A new method allows for the artificial production of diamonds from a liquid metal alloy without requiring extreme pressure. Conventional techniques require approximately 5 gigapascals of pressure and temperatures around 1400°C. With only 1 atmosphere of pressure (0.0001 gigapascal) and a temperature of 1025°C, the new process initiates the formation of diamond particles within 15 minutes.
In the natural environment, diamonds form through the crystallization of carbon in the Earth’s upper mantle, at depths between 140 and 190 kilometers. At this depth, temperature and pressure are extreme, typically around 1400°C and 4.5-6 gigapascals (GPa). Artificial diamond production methods mimic these conditions using a high-pressure, high-temperature (HPHT) process with carbon-based precursors and alloys.
However, this type of process has limitations, as such high pressures can only be applied in a laboratory on a relatively small surface scale. This implies that the diamonds obtained are generally limited to about one cubic centimeter.

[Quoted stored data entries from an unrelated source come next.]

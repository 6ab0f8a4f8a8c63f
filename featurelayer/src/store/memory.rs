//! Session-lifetime store of query results keyed by query string.

use crate::model::{GeoFeatures, GeoFeaturesMap};
use crate::store::state::{FetchOutcome, QueryStatus};
use crate::store::stats::StoreStats;
use std::collections::HashMap;
use std::sync::{Arc, Mutex};

#[derive(Debug, Default)]
struct StoreInner {
    /// Last successfully fetched payload per query.
    ///
    /// Only successful fetches write here; entries are overwritten,
    /// never removed.
    features: GeoFeaturesMap,
    /// Outcome of the most recent fetch attempt per query.
    outcomes: HashMap<String, FetchOutcome>,
}

/// In-memory store of geographic query results.
///
/// An explicitly owned state object: construct one per session and hand
/// clones to whoever needs read access. Cloning is cheap and every clone
/// shares the same underlying state. There is no global instance.
///
/// All mutation happens inside short lock sections that are never held
/// across await points, so the store is safe to share between concurrent
/// fetches on a cooperative scheduler.
#[derive(Debug, Clone, Default)]
pub struct FeatureStore {
    inner: Arc<Mutex<StoreInner>>,
    stats: Arc<Mutex<StoreStats>>,
}

impl FeatureStore {
    /// Create a new, empty store.
    pub fn new() -> Self {
        Self::default()
    }

    /// Snapshot of all successfully loaded entries.
    ///
    /// Returns an immutable deep copy, not a live reference: callers cannot
    /// observe subsequent store mutations through the returned map. Keys
    /// whose most recent fetch is still loading or has failed appear only
    /// if an earlier fetch succeeded.
    pub fn features(&self) -> GeoFeaturesMap {
        let inner = self.inner.lock().unwrap();
        inner.features.clone()
    }

    /// The cached payload for a key, or `None` if never successfully fetched.
    ///
    /// `None` covers never-requested, still-loading, and failed keys alike;
    /// use [`FeatureStore::status`] to tell them apart.
    pub fn features_by_id(&self, query_id: &str) -> Option<GeoFeatures> {
        let inner = self.inner.lock().unwrap();
        let found = inner.features.get(query_id).cloned();
        drop(inner);

        if let Ok(mut stats) = self.stats.lock() {
            if found.is_some() {
                stats.record_read_hit();
            } else {
                stats.record_read_miss();
            }
        }

        found
    }

    /// Status of the most recent fetch attempt for a key.
    pub fn status(&self, query_id: &str) -> QueryStatus {
        let inner = self.inner.lock().unwrap();
        inner
            .outcomes
            .get(query_id)
            .map(FetchOutcome::status)
            .unwrap_or_default()
    }

    /// Outcome of the most recent fetch attempt for a key, or `None` if the
    /// key was never requested. A `Failed` outcome carries the reason.
    pub fn outcome(&self, query_id: &str) -> Option<FetchOutcome> {
        let inner = self.inner.lock().unwrap();
        inner.outcomes.get(query_id).cloned()
    }

    /// Check if a loaded payload exists for the key.
    pub fn contains(&self, query_id: &str) -> bool {
        let inner = self.inner.lock().unwrap();
        inner.features.contains_key(query_id)
    }

    /// Number of loaded entries in the store.
    pub fn len(&self) -> usize {
        let inner = self.inner.lock().unwrap();
        inner.features.len()
    }

    /// True if no query has been successfully fetched yet.
    pub fn is_empty(&self) -> bool {
        self.len() == 0
    }

    /// Get store statistics.
    pub fn stats(&self) -> StoreStats {
        let stats = self.stats.lock().unwrap();
        stats.clone()
    }

    /// Record that a fetch has been issued for the key.
    ///
    /// Overwrites any prior outcome for the key. A previously loaded payload
    /// stays readable while the new fetch is in flight.
    ///
    /// Normally driven by the service's fetch action.
    pub fn mark_loading(&self, query: impl Into<String>) {
        let mut inner = self.inner.lock().unwrap();
        inner.outcomes.insert(query.into(), FetchOutcome::Loading);
        drop(inner);

        if let Ok(mut stats) = self.stats.lock() {
            stats.record_fetch_started();
        }
    }

    /// Record a successful fetch, overwriting any prior payload for the key.
    pub fn put_loaded(&self, query: impl Into<String>, features: GeoFeatures) {
        let query = query.into();

        let mut inner = self.inner.lock().unwrap();
        inner.outcomes.insert(query.clone(), FetchOutcome::Loaded);
        inner.features.insert(query, features);
        let entry_count = inner.features.len();
        drop(inner);

        if let Ok(mut stats) = self.stats.lock() {
            stats.record_fetch_success();
            stats.update_entry_count(entry_count);
        }
    }

    /// Record a failed fetch.
    ///
    /// Only the outcome is written; a previously loaded payload for the key
    /// is left untouched, so readers keep seeing the last good value.
    pub fn put_failed(&self, query: impl Into<String>, reason: impl Into<String>) {
        let mut inner = self.inner.lock().unwrap();
        inner
            .outcomes
            .insert(query.into(), FetchOutcome::Failed(reason.into()));
        drop(inner);

        if let Ok(mut stats) = self.stats.lock() {
            stats.record_fetch_failure();
        }
    }
}

#[cfg(test)]
mod tests {
    use super::*;
    use serde_json::json;

    fn payload(wkt: &str) -> GeoFeatures {
        let body = json!({
            "geoByField": {
                "a": {
                    "type": "point",
                    "geo": { "wkt": wkt, "geoJson": {} }
                }
            },
            "functions": []
        });
        serde_json::from_value(body).unwrap()
    }

    #[test]
    fn test_new_store_is_empty() {
        let store = FeatureStore::new();
        assert!(store.is_empty());
        assert_eq!(store.len(), 0);
        assert!(store.features().is_empty());
    }

    #[test]
    fn test_unfetched_key_reads_as_absent() {
        let store = FeatureStore::new();

        assert_eq!(store.features_by_id("q"), None);
        assert_eq!(store.status("q"), QueryStatus::NotRequested);
        assert_eq!(store.outcome("q"), None);
        assert!(!store.contains("q"));
    }

    #[test]
    fn test_put_loaded_and_read_back() {
        let store = FeatureStore::new();
        let p = payload("POINT(0 0)");

        store.mark_loading("q");
        store.put_loaded("q", p.clone());

        assert_eq!(store.features_by_id("q"), Some(p));
        assert_eq!(store.status("q"), QueryStatus::Loaded);
        assert!(store.contains("q"));
        assert_eq!(store.len(), 1);
    }

    #[test]
    fn test_loading_key_reads_as_absent() {
        let store = FeatureStore::new();

        store.mark_loading("q");

        assert_eq!(store.features_by_id("q"), None);
        assert_eq!(store.status("q"), QueryStatus::Loading);
        assert_eq!(store.outcome("q"), Some(FetchOutcome::Loading));
    }

    #[test]
    fn test_failed_fetch_leaves_store_unchanged() {
        let store = FeatureStore::new();

        store.mark_loading("q");
        store.put_failed("q", "HTTP 500 from http://localhost:8080/api/backend/q");

        assert_eq!(store.features_by_id("q"), None);
        assert_eq!(store.status("q"), QueryStatus::Failed);
        assert!(store.is_empty());
    }

    #[test]
    fn test_failure_reason_is_kept() {
        let store = FeatureStore::new();

        store.put_failed("q", "HTTP 500");

        assert_eq!(
            store.outcome("q"),
            Some(FetchOutcome::Failed("HTTP 500".to_string()))
        );
    }

    #[test]
    fn test_failed_refetch_keeps_last_good_payload() {
        let store = FeatureStore::new();
        let p1 = payload("POINT(0 0)");

        store.put_loaded("q", p1.clone());
        store.mark_loading("q");
        store.put_failed("q", "HTTP 500");

        // The getter still serves the last successful payload
        assert_eq!(store.features_by_id("q"), Some(p1));
        assert_eq!(store.status("q"), QueryStatus::Failed);
    }

    #[test]
    fn test_overwrite_semantics() {
        let store = FeatureStore::new();
        let p1 = payload("POINT(0 0)");
        let p2 = payload("POINT(1 1)");

        store.put_loaded("q", p1);
        store.put_loaded("q", p2.clone());

        assert_eq!(store.features_by_id("q"), Some(p2));
        assert_eq!(store.len(), 1);
    }

    #[test]
    fn test_snapshot_reflects_successful_writes_only() {
        let store = FeatureStore::new();
        let p1 = payload("POINT(0 0)");
        let p2 = payload("POINT(1 1)");

        store.put_loaded("q1", p1.clone());
        store.put_loaded("q2", p2.clone());
        store.mark_loading("q3");
        store.put_failed("q4", "HTTP 500");

        let snapshot = store.features();
        assert_eq!(snapshot.len(), 2);
        assert_eq!(snapshot.get("q1"), Some(&p1));
        assert_eq!(snapshot.get("q2"), Some(&p2));
        assert!(!snapshot.contains_key("q3"));
        assert!(!snapshot.contains_key("q4"));
    }

    #[test]
    fn test_snapshot_is_a_copy_not_a_live_reference() {
        let store = FeatureStore::new();
        store.put_loaded("q1", payload("POINT(0 0)"));

        let snapshot = store.features();
        store.put_loaded("q2", payload("POINT(1 1)"));

        // The earlier snapshot does not observe the later write
        assert_eq!(snapshot.len(), 1);
        assert_eq!(store.features().len(), 2);
    }

    #[test]
    fn test_clones_share_state() {
        let store = FeatureStore::new();
        let handle = store.clone();

        store.put_loaded("q", payload("POINT(0 0)"));

        assert!(handle.contains("q"));
        assert_eq!(handle.len(), 1);
    }

    #[test]
    fn test_stats_track_fetch_lifecycle() {
        let store = FeatureStore::new();

        store.mark_loading("q1");
        store.put_loaded("q1", payload("POINT(0 0)"));
        store.mark_loading("q2");
        store.put_failed("q2", "HTTP 500");

        let stats = store.stats();
        assert_eq!(stats.fetches, 2);
        assert_eq!(stats.fetch_successes, 1);
        assert_eq!(stats.fetch_failures, 1);
        assert_eq!(stats.entry_count, 1);
    }

    #[test]
    fn test_stats_track_reads() {
        let store = FeatureStore::new();
        store.put_loaded("q", payload("POINT(0 0)"));

        store.features_by_id("q");
        store.features_by_id("q");
        store.features_by_id("missing");

        let stats = store.stats();
        assert_eq!(stats.read_hits, 2);
        assert_eq!(stats.read_misses, 1);
    }

    #[test]
    fn test_store_is_send_sync() {
        fn assert_send_sync<T: Send + Sync>() {}
        assert_send_sync::<FeatureStore>();
    }
}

Researchers from the Institute for Basic Science (IBS) in South Korea propose a new method that could enable the production of larger volumes under more accessible conditions. The process, described in the journal *Nature*, has successfully created diamond particles with a pressure of only 1 atmosphere (0.0001 GPa) and a temperature of 1025°C.
To develop their process, the South Korean researchers conducted a series of experiments involving several hundred parameter adjustments. A liquid alloy of gallium, iron, nickel, and silicon was exposed to a gas mixture rich in methane and hydrogen. The setup was placed in a reaction chamber with an internal volume of 100 liters.

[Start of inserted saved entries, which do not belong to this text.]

//! High-level service facade for FeatureLayer operations.
//!
//! Wires a [`crate::store::FeatureStore`] to a
//! [`crate::backend::FeatureSource`] and exposes the one asynchronous
//! action that populates the store, following the Facade pattern.
//!
//! # Example
//!
//! ```ignore
//! use featurelayer::backend::BackendConfig;
//! use featurelayer::service::FeatureLayerService;
//!
//! let config = BackendConfig::new("https://map.example.com");
//! let service = FeatureLayerService::from_config(&config)?;
//!
//! service.fetch_features_for_query("query-1").await;
//! let features = service.features_by_id("query-1");
//! ```

mod error;
mod facade;

pub use error::ServiceError;
pub use facade::FeatureLayerService;
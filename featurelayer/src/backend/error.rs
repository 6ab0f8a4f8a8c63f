//! Error types for the backend feature client.

use thiserror::Error;

/// Errors that can occur when fetching features from the map backend.
#[derive(Debug, Clone, PartialEq, Eq, Error)]
pub enum BackendError {
    /// HTTP request failed or returned a non-success status.
    #[error("HTTP request failed: {0}")]
    HttpError(String),

    /// JSON deserialization of the response body failed.
    #[error("Failed to parse response: {0}")]
    JsonError(String),
}
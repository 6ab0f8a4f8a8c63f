//! Service error types.

use crate::backend::BackendError;
use thiserror::Error;

/// Errors that can occur while constructing the service.
///
/// The fetch action itself never returns an error; fetch outcomes are
/// recorded per key in the store instead.
#[derive(Debug, Error)]
pub enum ServiceError {
    /// Failed to create the backend HTTP client.
    #[error("HTTP client error: {0}")]
    HttpClient(#[from] BackendError),

    /// Invalid service configuration.
    #[error("Configuration error: {0}")]
    Config(String),
}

However, the formation time of diamond particles was significantly slowed due to the time required to pump air from the chamber (about 3 minutes), purify it with an inert gas (90 minutes), and repump it (3 minutes) until it was completely emptied of all gaseous residue. The next step involves filling the chamber with the purified hydrogen-methane mixture and establishing an internal pressure of 1 atmosphere. Requiring an additional 90 minutes, this final step meant that with this protocol, it would take over 3 hours to initiate diamond production!

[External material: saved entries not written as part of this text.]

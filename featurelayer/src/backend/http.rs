//! HTTP client abstraction for testability.

use super::error::BackendError;
use std::future::Future;
use std::time::Duration;
use tracing::{debug, trace, warn};

/// User-Agent string sent with every request.
const USER_AGENT: &str = concat!("featurelayer/", env!("CARGO_PKG_VERSION"));

/// Trait for asynchronous HTTP GET operations.
///
/// This abstraction allows for dependency injection and easier testing
/// by enabling mock HTTP clients in tests.
pub trait AsyncHttpClient: Send + Sync {
    /// Performs an async HTTP GET request.
    ///
    /// # Arguments
    ///
    /// * `url` - The URL to request
    ///
    /// # Returns
    ///
    /// The response body as bytes, or an error for transport failures and
    /// non-success HTTP statuses alike.
    fn get(&self, url: &str) -> impl Future<Output = Result<Vec<u8>, BackendError>> + Send;
}

/// HTTP client implementation using reqwest.
///
/// Uses non-blocking I/O with a shared connection pool, so cloning is cheap
/// and concurrent requests reuse warm connections.
#[derive(Clone)]
pub struct AsyncReqwestClient {
    client: reqwest::Client,
}

impl AsyncReqwestClient {
    /// Creates a new client with the default request timeout.
    pub fn new() -> Result<Self, BackendError> {
        Self::with_timeout(Duration::from_secs(super::config::DEFAULT_TIMEOUT_SECS))
    }

    /// Creates a new client with a custom request timeout.
    pub fn with_timeout(timeout: Duration) -> Result<Self, BackendError> {
        let client = reqwest::Client::builder()
            .timeout(timeout)
            .user_agent(USER_AGENT)
            .pool_idle_timeout(Duration::from_secs(90))
            .tcp_nodelay(true)
            .build()
            .map_err(|e| BackendError::HttpError(format!("Failed to create HTTP client: {}", e)))?;

        Ok(Self { client })
    }
}

impl Default for AsyncReqwestClient {
    fn default() -> Self {
        Self::new().expect("Failed to create default HTTP client")
    }
}

impl AsyncHttpClient for AsyncReqwestClient {
    async fn get(&self, url: &str) -> Result<Vec<u8>, BackendError> {
        trace!(url = url, "HTTP GET request starting");

        let response = match self.client.get(url).send().await {
            Ok(resp) => {
                debug!(
                    url = url,
                    status = resp.status().as_u16(),
                    "HTTP response received"
                );
                resp
            }
            Err(e) => {
                warn!(
                    url = url,
                    error = %e,
                    is_connect = e.is_connect(),
                    is_timeout = e.is_timeout(),
                    "HTTP request failed"
                );
                return Err(BackendError::HttpError(format!("Request failed: {}", e)));
            }
        };

        // Check HTTP status
        if !response.status().is_success() {
            warn!(
                url = url,
                status = response.status().as_u16(),
                "HTTP error status"
            );
            return Err(BackendError::HttpError(format!(
                "HTTP {} from {}",
                response.status(),
                url
            )));
        }

        // Read response body
        match response.bytes().await {
            Ok(bytes) => {
                trace!(url = url, bytes = bytes.len(), "HTTP response body read");
                Ok(bytes.to_vec())
            }
            Err(e) => {
                warn!(url = url, error = %e, "Failed to read response body");
                Err(BackendError::HttpError(format!(
                    "Failed to read response: {}",
                    e
                )))
            }
        }
    }
}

To improve the technique and reduce production time, the researchers adjusted the chamber size to 9 liters. This adaptation reduced the pumping and filling time to 15 minutes.
It is noteworthy that the method allows for diamond production without the need for other diamond particles or precursor particles. Indeed, conventional HPHT techniques require the use of precursors to initiate the diamond formation reaction.
Furthermore, the team discovered that silicon plays an essential role in the size of the final products. If the silicon concentration in the alloy is increased, the size of the resulting diamond is reduced, while its density becomes higher. Silicon appears to promote the formation and stabilization of clusters of carbon atoms that compose the diamond. This suggests that clusters containing silicon atoms could serve as “pre-nuclei,” inducing the formation of diamond particles. The researchers estimate that the size of these initial nuclei is between 20 and 50 carbon atoms.
Moreover, the researchers found that their method offers significant flexibility in the composition of liquid alloys, which is rarely achieved with conventional production techniques. For example, it is possible to use a gallium-nickel-iron-silicon alloy, replace nickel with cobalt, or replace gallium alone with a gallium-indium mixture. Besides methane, a wide variety of gaseous precursors can also be used.
This flexibility would allow for the diversification of the quality and properties of the obtained products, enabling them to be tailored for each specific use.
The gas mixture and liquid alloy are then exposed to a temperature of 1025°C. Once cooled, the solidified alloy exhibits a solid pattern a few millimeters in size that diffracts light into 7 colors, similar to a natural crystal. After analysis, experts found that this crystallized pattern consists of highly purified diamond particles. Once formed, the resulting diamond film can be easily removed and transferred to other substrates for subsequent use.